Isabella Sorley, 23, used Twitter to tell feminist Criado-Perez to ‘f*** off and die you worthless piece of crap’ and ‘go kill yourself’. John Nimmo, 25, told Criado-Perez to ‘shut up bitch’ and ‘Ya not that gd looking to rape u be fine’, followed by: ‘I will find you [smiley face]’ and then the message ‘rape her nice ass’. Sorley was jailed for 12 weeks, and Nimmo for 8.
I’m not particularly defending the opinions of those jailed – but I’ve certainly been on the receiving end of similar and worse, and it’s never crossed my mind that the speaker should be jailed for what they’ve said.

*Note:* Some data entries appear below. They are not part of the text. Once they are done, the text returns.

//! The ledger: transactions, budget limits, and the queries over them
//!
//! Every command stages its change on a copy of the document, saves the
//! copy, and only then replaces the in-memory state. A failed save therefore
//! leaves both the store and the ledger as they were.

use std::collections::{BTreeMap, BTreeSet};
use std::path::PathBuf;

use chrono::NaiveDate;
use tracing::{debug, info, warn};

use crate::error::{TrackerError, TrackerResult};
use crate::models::{
    BudgetLimits, Money, Month, Transaction, TransactionId, TransactionKind,
};
use crate::reports::{
    budget_alerts, spending, BudgetAlert, MonthlySummary, ProfitLoss, SpendingReport,
};
use crate::storage::{JsonFileStore, LedgerDocument, LedgerStore};

use super::search::{search_transactions, SearchMode};

/// Input for recording a new transaction
#[derive(Debug, Clone)]
pub struct NewTransaction {
    pub kind: TransactionKind,
    pub amount: Money,
    pub category: String,
    pub description: String,
    pub tags: Vec<String>,
    /// Defaults to today when not set
    pub date: Option<NaiveDate>,
}

impl NewTransaction {
    pub fn new(
        kind: TransactionKind,
        amount: Money,
        category: impl Into<String>,
        description: impl Into<String>,
    ) -> Self {
        Self {
            kind,
            amount,
            category: category.into(),
            description: description.into(),
            tags: Vec::new(),
            date: None,
        }
    }

    pub fn income(
        amount: Money,
        category: impl Into<String>,
        description: impl Into<String>,
    ) -> Self {
        Self::new(TransactionKind::Income, amount, category, description)
    }

    pub fn expense(
        amount: Money,
        category: impl Into<String>,
        description: impl Into<String>,
    ) -> Self {
        Self::new(TransactionKind::Expense, amount, category, description)
    }

    /// Attach tags
    pub fn tags<I, S>(mut self, tags: I) -> Self
    where
        I: IntoIterator<Item = S>,
        S: Into<String>,
    {
        self.tags = tags.into_iter().map(Into::into).collect();
        self
    }

    /// Record on a specific day instead of today
    pub fn on(mut self, date: NaiveDate) -> Self {
        self.date = Some(date);
        self
    }
}

/// In-memory ledger backed by a [`LedgerStore`]
pub struct Ledger {
    store: Box<dyn LedgerStore>,
    state: LedgerDocument,
}
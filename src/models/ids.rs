//! Transaction identifier
//!
//! Ids are small positive integers handed out sequentially by the ledger
//! (highest existing id + 1). The newtype keeps them from being mixed up with
//! counts or amounts.

use serde::{Deserialize, Serialize};
use std::fmt;
use std::num::ParseIntError;
use std::str::FromStr;

/// Identifier of a transaction within one ledger
#[derive(Debug, Clone, Copy, PartialEq, Eq, PartialOrd, Ord, Hash, Serialize, Deserialize)]
#[serde(transparent)]
pub struct TransactionId(u64);

impl TransactionId {
    /// The id given to the first transaction of an empty ledger
    pub const FIRST: Self = Self(1);

    /// Wrap a raw id
    pub const fn new(raw: u64) -> Self {
        Self(raw)
    }

    /// The raw integer value
    pub const fn get(&self) -> u64 {
        self.0
    }

    /// The id following this one, or `None` once the id space is used up
    pub const fn checked_next(&self) -> Option<Self> {
        match self.0.checked_add(1) {
            Some(raw) => Some(Self(raw)),
            None => None,
        }
    }

    /// Next id to assign given the ids already in use
    ///
    /// Returns `None` when the highest existing id is `u64::MAX`.
    pub fn next_after<I>(existing: I) -> Option<Self>
    where
        I: IntoIterator<Item = Self>,
    {
        match existing.into_iter().max() {
            Some(max) => max.checked_next(),
            None => Some(Self::FIRST),
        }
    }
}

impl fmt::Display for TransactionId {
    fn fmt(&self, f: &mut fmt::Formatter<'_>) -> fmt::Result {
        write!(f, "{}", self.0)
    }
}

impl From<u64> for TransactionId {
    fn from(raw: u64) -> Self {
        Self(raw)
    }
}

impl FromStr for TransactionId {
    type Err = ParseIntError;

    fn from_str(s: &str) -> Result<Self, Self::Err> {
        let s = s.trim();
        let s = s.strip_prefix('#').unwrap_or(s);
        Ok(Self(s.parse()?))
    }
}
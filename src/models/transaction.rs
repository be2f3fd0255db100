//! Transaction model
//!
//! A transaction is one recorded income or expense event. Amounts are always
//! positive; the kind decides which side of the ledger it counts on.

use chrono::NaiveDate;
use serde::{Deserialize, Serialize};
use std::fmt;
use std::str::FromStr;

use super::ids::TransactionId;
use super::money::Money;
use super::period::Month;

/// Whether a transaction brings money in or takes it out
#[derive(Debug, Clone, Copy, PartialEq, Eq, Hash, Serialize, Deserialize)]
#[serde(rename_all = "lowercase")]
pub enum TransactionKind {
    Income,
    Expense,
}

impl TransactionKind {
    /// The lowercase name used in the ledger document
    pub fn as_str(&self) -> &'static str {
        match self {
            Self::Income => "income",
            Self::Expense => "expense",
        }
    }
}

impl fmt::Display for TransactionKind {
    fn fmt(&self, f: &mut fmt::Formatter<'_>) -> fmt::Result {
        match self {
            Self::Income => write!(f, "Income"),
            Self::Expense => write!(f, "Expense"),
        }
    }
}

impl FromStr for TransactionKind {
    type Err = UnknownKindError;

    fn from_str(s: &str) -> Result<Self, Self::Err> {
        match s.trim().to_lowercase().as_str() {
            "income" | "in" => Ok(Self::Income),
            "expense" | "out" => Ok(Self::Expense),
            _ => Err(UnknownKindError(s.to_string())),
        }
    }
}

/// Error for a kind string that is neither income nor expense
#[derive(Debug, Clone, PartialEq, Eq)]
pub struct UnknownKindError(pub String);

impl fmt::Display for UnknownKindError {
    fn fmt(&self, f: &mut fmt::Formatter<'_>) -> fmt::Result {
        write!(
            f,
            "Unknown transaction type '{}': expected 'income' or 'expense'",
            self.0
        )
    }
}

impl std::error::Error for UnknownKindError {}

/// A recorded income or expense
#[derive(Debug, Clone, PartialEq, Eq, Serialize, Deserialize)]
pub struct Transaction {
    /// Unique within the ledger
    pub id: TransactionId,

    #[serde(rename = "type")]
    pub kind: TransactionKind,

    /// Always positive for transactions created through the ledger
    pub amount: Money,

    pub category: String,

    pub description: String,

    pub date: NaiveDate,

    /// Free-text labels in the order they were entered
    #[serde(default)]
    pub tags: Vec<String>,
}

impl Transaction {
    /// Create a transaction with normalized text fields and tags
    pub fn new(
        id: TransactionId,
        kind: TransactionKind,
        amount: Money,
        category: impl Into<String>,
        description: impl Into<String>,
        date: NaiveDate,
        tags: Vec<String>,
    ) -> Self {
        Self {
            id,
            kind,
            amount,
            category: category.into().trim().to_string(),
            description: description.into().trim().to_string(),
            date,
            tags: normalize_tags(tags),
        }
    }

    pub fn is_income(&self) -> bool {
        self.kind == TransactionKind::Income
    }

    pub fn is_expense(&self) -> bool {
        self.kind == TransactionKind::Expense
    }

    /// The month this transaction falls in
    pub fn month(&self) -> Month {
        Month::from_date(self.date)
    }

    /// Check the month filter used by every report (`None` means all time)
    pub fn in_month(&self, month: Option<Month>) -> bool {
        month.map_or(true, |m| m.contains(self.date))
    }

    /// Case-insensitive substring match on the description
    pub fn description_contains(&self, needle_lower: &str) -> bool {
        self.description.to_lowercase().contains(needle_lower)
    }

    /// Case-insensitive substring match against any tag
    pub fn any_tag_contains(&self, needle_lower: &str) -> bool {
        self.tags
            .iter()
            .any(|tag| tag.to_lowercase().contains(needle_lower))
    }

    /// Validate the fields the ledger requires before accepting a transaction
    pub fn validate(&self) -> Result<(), TransactionValidationError> {
        if !self.amount.is_positive() {
            return Err(TransactionValidationError::NonPositiveAmount(self.amount));
        }
        if !self.amount.is_within_limit() {
            return Err(TransactionValidationError::AmountTooLarge(self.amount));
        }

        if self.category.trim().is_empty() {
            return Err(TransactionValidationError::EmptyCategory);
        }

        if self.description.trim().is_empty() {
            return Err(TransactionValidationError::EmptyDescription);
        }

        Ok(())
    }
}

impl fmt::Display for Transaction {
    fn fmt(&self, f: &mut fmt::Formatter<'_>) -> fmt::Result {
        write!(
            f,
            "#{} {} {} {} {} ({})",
            self.id,
            self.date.format("%Y-%m-%d"),
            self.kind,
            self.amount,
            self.category,
            self.description
        )
    }
}

/// Trim tags, drop empty ones, and drop repeats (first occurrence wins)
pub fn normalize_tags<I, S>(tags: I) -> Vec<String>
where
    I: IntoIterator<Item = S>,
    S: AsRef<str>,
{
    let mut out: Vec<String> = Vec::new();
    for tag in tags {
        let tag = tag.as_ref().trim();
        if !tag.is_empty() && !out.iter().any(|t| t == tag) {
            out.push(tag.to_string());
        }
    }
    out
}

/// Split a comma-separated tag list as typed by a user
pub fn parse_tag_list(input: &str) -> Vec<String> {
    normalize_tags(input.split(','))
}

/// Validation errors for transactions
#[derive(Debug, Clone, PartialEq, Eq)]
pub enum TransactionValidationError {
    NonPositiveAmount(Money),
    AmountTooLarge(Money),
    EmptyCategory,
    EmptyDescription,
}

impl fmt::Display for TransactionValidationError {
    fn fmt(&self, f: &mut fmt::Formatter<'_>) -> fmt::Result {
        match self {
            Self::NonPositiveAmount(amount) => {
                write!(f, "Amount must be positive (got {})", amount)
            }
            Self::AmountTooLarge(amount) => {
                write!(f, "Amount {} exceeds the maximum of {}", amount, Money::MAX)
            }
            Self::EmptyCategory => write!(f, "Category is required"),
            Self::EmptyDescription => write!(f, "Description is required"),
        }
    }
}

impl std::error::Error for TransactionValidationError {}
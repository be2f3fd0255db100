//! Tracing setup
//!
//! Logs go to stderr so command output on stdout stays clean. `RUST_LOG`
//! wins over the configured level when it is set.

use std::sync::Once;

use tracing_subscriber::{fmt, EnvFilter};

static TRACING_INIT: Once = Once::new();

/// Install the global subscriber once; later calls are no-ops
pub fn init(default_level: &str) {
    TRACING_INIT.call_once(|| {
        let filter = EnvFilter::try_from_default_env()
            .or_else(|_| EnvFilter::try_new(default_directive(default_level)))
            .unwrap_or_else(|_| EnvFilter::new("expense_tracker=warn"));

        // Another subscriber may already be installed by an embedding program.
        let _ = fmt()
            .with_env_filter(filter)
            .with_writer(std::io::stderr)
            .with_target(false)
            .try_init();
    });
}

fn default_directive(level: &str) -> String {
    format!("expense_tracker={}", level.trim().to_lowercase())
}
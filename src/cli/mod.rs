//! CLI command handlers
//!
//! This module contains the implementation of CLI commands,
//! bridging the clap argument parsing with the ledger.

pub mod budget;
pub mod report;
pub mod transaction;

pub use budget::{handle_budget_command, BudgetCommands};
pub use report::{handle_report_command, ReportCommands};
pub use transaction::{handle_transaction_command, TransactionCommands};

use chrono::NaiveDate;

use crate::error::{TrackerError, TrackerResult};
use crate::models::{Money, Month, TransactionId, TransactionKind};

/// Parse a user-typed amount such as "12.50" or "$1,200"
pub fn parse_amount(input: &str) -> TrackerResult<Money> {
    Money::parse(input).map_err(|e| {
        TrackerError::Validation(format!(
            "Invalid amount '{}'. Use a format like '50' or '12.75'. Error: {}",
            input, e
        ))
    })
}

/// Parse "income" or "expense"
pub fn parse_kind(input: &str) -> TrackerResult<TransactionKind> {
    input
        .parse::<TransactionKind>()
        .map_err(|e| TrackerError::Validation(e.to_string()))
}

/// Parse a transaction id, with or without a leading '#'
pub fn parse_id(input: &str) -> TrackerResult<TransactionId> {
    input.parse().map_err(|_| {
        TrackerError::Validation(format!("Invalid transaction id '{}'", input))
    })
}

/// Parse a YYYY-MM-DD date
pub fn parse_date(input: &str) -> TrackerResult<NaiveDate> {
    NaiveDate::parse_from_str(input.trim(), "%Y-%m-%d").map_err(|_| {
        TrackerError::Validation(format!("Invalid date format: '{}'. Use YYYY-MM-DD", input))
    })
}

/// Parse an optional YYYY-MM month filter
pub fn parse_month(input: Option<&str>) -> TrackerResult<Option<Month>> {
    input
        .map(|s| {
            Month::parse(s).map_err(|e| {
                TrackerError::Validation(format!("Invalid month '{}': {}", s, e))
            })
        })
        .transpose()
}

#[cfg(test)]
mod tests {
    use super::*;

    #[test]
    fn test_parse_amount() {
        assert_eq!(parse_amount("12.75").unwrap(), Money::from_cents(1275));
        assert_eq!(parse_amount("$1,200").unwrap(), Money::from_units(1200));
        assert!(parse_amount("twelve").unwrap_err().is_validation());
        assert!(parse_amount("--5").unwrap_err().is_validation());
        assert!(parse_amount("10.999").unwrap_err().is_validation());
        assert!(parse_amount("60000000000000000").unwrap_err().is_validation());
    }

    #[test]
    fn test_parse_kind() {
        assert_eq!(parse_kind("Income").unwrap(), TransactionKind::Income);
        assert!(parse_kind("transfer").unwrap_err().is_validation());
    }

    #[test]
    fn test_parse_id() {
        assert_eq!(parse_id("#7").unwrap(), TransactionId::new(7));
        assert!(parse_id("seven").unwrap_err().is_validation());
    }

    #[test]
    fn test_parse_date() {
        assert_eq!(
            parse_date("2025-01-15").unwrap(),
            NaiveDate::from_ymd_opt(2025, 1, 15).unwrap()
        );
        assert!(parse_date("15/01/2025").unwrap_err().is_validation());
    }

    #[test]
    fn test_parse_month() {
        assert_eq!(parse_month(None).unwrap(), None);
        assert_eq!(parse_month(Some("2025-03")).unwrap(), Month::new(2025, 3));
        assert!(parse_month(Some("2025-13")).unwrap_err().is_validation());
    }
}
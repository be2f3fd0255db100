//! In-memory backend, for embedding and tests

use std::cell::{Cell, RefCell};

use crate::error::{TrackerError, TrackerResult};

use super::document::LedgerDocument;
use super::LedgerStore;

/// Keeps the last saved document in memory
///
/// `fail_saves` makes every later save return a storage error, which lets
/// callers check how the ledger behaves when persistence breaks.
#[derive(Debug, Default)]
pub struct MemoryStore {
    document: RefCell<LedgerDocument>,
    saves: Cell<usize>,
    fail_saves: Cell<bool>,
}

impl MemoryStore {
    pub fn new() -> Self {
        Self::default()
    }

    /// Start from an existing document
    pub fn with_document(document: LedgerDocument) -> Self {
        Self {
            document: RefCell::new(document),
            ..Self::default()
        }
    }

    /// Snapshot of the last saved document
    pub fn document(&self) -> LedgerDocument {
        self.document.borrow().clone()
    }

    /// Number of successful saves
    pub fn save_count(&self) -> usize {
        self.saves.get()
    }

    pub fn fail_saves(&self, fail: bool) {
        self.fail_saves.set(fail);
    }
}

impl LedgerStore for MemoryStore {
    fn load(&self) -> TrackerResult<LedgerDocument> {
        Ok(self.document.borrow().clone())
    }

    fn save(&self, document: &LedgerDocument) -> TrackerResult<()> {
        if self.fail_saves.get() {
            return Err(TrackerError::Storage("memory store is read-only".into()));
        }
        *self.document.borrow_mut() = document.clone();
        self.saves.set(self.saves.get() + 1);
        Ok(())
    }

    fn location(&self) -> String {
        "<memory>".to_string()
    }
}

For the best part of 2,000 years, we’ve been able to express our opinion of people and events by lobbing rotten eggs and fruit at them – surely more harmful than words? Leila Deen only got a caution for lobbing green custard at Peter Mandelson; can anyone explain to me why we have started jailing people for their words?
- Nigel Sedgwick
June 20, 2014 at 1:26 pm -
Anna asks: “can anyone explain to me why we have started jailing people for their words?”
Well, is it not obvious? The pen is mightier than the sword!
And one has to start somewhere, if one is to eventually be able to justify suppression of political dissent. First they came for the rude and obnoxious, …
Best regards
- Ed P
June 20, 2014 at 4:05 pm -
Oh, I always thought it was,”The penis, mightier than the sword”.
- Engineer
June 20, 2014 at 5:31 pm -
For most of us, that’s just wishful thinking….
- Ho Hum
June 20, 2014 at 8:43 pm -
Not where the Vagina Monologues are the dominant dialogue
- Curmudgeon
June 20, 2014 at 10:44 pm -
On the subject of ‘vagina’, it has long struck me as odd that the anglo-saxon word ‘c**t’ cannot be said as it is considered too crude, despite being a straight forward word for female genitalia, while ‘vagina’ is ok, despite being a filthy joke put forward by medicos. For those of you whose latin is a bit rusty: ‘Vagina’ is not latin for female genitalia but is latin for a ‘scabbard’ – the place a Roman gentleman might wish to stow his gladius.
- Ho Hum
June 20, 2014 at 11:36 pm -
- Peter
June 21, 2014 at 2:02 am -
God bless YouTube, doing more to preserve “culture” than a thousand Ministries.
- Peter
- Ed P
June 21, 2014 at 9:42 am -
Funny old world – no problems if I walk down the street with an empty scabbard in full view, but if my sword’s in it I’d be arrested!
- Ho Hum
- Curmudgeon
- Engineer
- Ed P
- rabbitaway
June 20, 2014 at 2:06 pm -
Thought we had a verdict just now but no, the jury asked 3 Questions (Rolf) !
- Joe Public
June 20, 2014 at 2:12 pm -
“…….. can anyone explain to me why we have started jailing people for their words?”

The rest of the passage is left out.